■ THE PROBLEM:
Should a line in the entries below contain "both", return that line.

■ EXTRACTED INFORMATION:

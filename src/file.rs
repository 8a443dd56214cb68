//! Manifest discovery.
//!
//! Each [`SearchPath`] is expanded to one or more concrete directories in
//! priority-ascending order (last = highest). `Ancestors(boundary)` walks from
//! the working directory toward the root and is emitted **shallowest first**,
//! so the working directory itself wins.
//!
//! Only the single highest-priority manifest is used: the directory list is
//! searched from the end and the first `{dir}/{file_name}` that exists is
//! returned. Missing files are skipped; other I/O errors are propagated.

use std::path::{Path, PathBuf};

use crate::error::OrchestratorError;
use crate::types::{Boundary, SearchPath};

/// Expand an [`Ancestors`](SearchPath::Ancestors) walk starting at `start`.
///
/// Directories are collected from `start` upward and returned root-end first.
/// A [`Marker`](Boundary::Marker) boundary stops (inclusive) at the first
/// directory containing the marker and falls back to the root if none does.
pub fn expand_ancestors_from(start: &Path, boundary: &Boundary) -> Vec<PathBuf> {
    let mut dirs = Vec::new();
    let mut current = start;

    loop {
        dirs.push(current.to_path_buf());

        if let Boundary::Marker(name) = boundary
            && current.join(name).exists()
        {
            break;
        }

        match current.parent() {
            Some(parent) => current = parent,
            None => break,
        }
    }

    dirs.reverse();
    dirs
}

/// Expand all search paths into a flat, priority-ascending directory list.
///
/// `cwd` anchors both [`Cwd`](SearchPath::Cwd) and
/// [`Ancestors`](SearchPath::Ancestors); it is `None` when the working
/// directory cannot be determined, in which case those entries expand to nothing.
pub fn expand_search_paths(search_paths: &[SearchPath], cwd: Option<&Path>) -> Vec<PathBuf> {
    let mut dirs = Vec::new();
    for sp in search_paths {
        match sp {
            SearchPath::Path(p) => dirs.push(p.clone()),
            SearchPath::Cwd => dirs.extend(cwd.map(Path::to_path_buf)),
            SearchPath::Ancestors(boundary) => {
                if let Some(start) = cwd {
                    dirs.extend(expand_ancestors_from(start, boundary));
                }
            }
        }
    }
    dirs
}

/// Find and read the highest-priority `file_name` across `dirs`.
pub fn load_nearest(
    dirs: &[PathBuf],
    file_name: &str,
) -> Result<Option<(PathBuf, String)>, OrchestratorError> {
    for dir in dirs.iter().rev() {
        let file_path = dir.join(file_name);
        match std::fs::read_to_string(&file_path) {
            Ok(content) => return Ok(Some((file_path, content))),
            Err(e) if e.kind() == std::io::ErrorKind::NotFound => continue,
            Err(e) => {
                return Err(OrchestratorError::IoError {
                    path: file_path,
                    source: e,
                });
            }
        }
    }
    Ok(None)
}
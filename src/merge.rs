use toml::Table;

/// Deep-merge `overlay` on top of `base`.
/// Tables present on both sides are merged recursively; any other value from
/// `overlay` replaces the one in `base`. Keys already in `base` keep their
/// position; new keys are appended in `overlay` order.
pub fn deep_merge(mut base: Table, overlay: Table) -> Table {
    for (key, overlay_val) in overlay {
        let toml::Value::Table(overlay_tbl) = overlay_val else {
            base.insert(key, overlay_val);
            continue;
        };
        if let Some(toml::Value::Table(base_tbl)) = base.get_mut(&key) {
            let current = std::mem::take(base_tbl);
            *base_tbl = deep_merge(current, overlay_tbl);
            continue;
        }
        base.insert(key, toml::Value::Table(overlay_tbl));
    }
    base
}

■ COMPLETED TASK:
/// `cwd` anchors both [`Cwd`](SearchPath::Cwd) and
/// Tables present on both sides are merged recursively; any other value from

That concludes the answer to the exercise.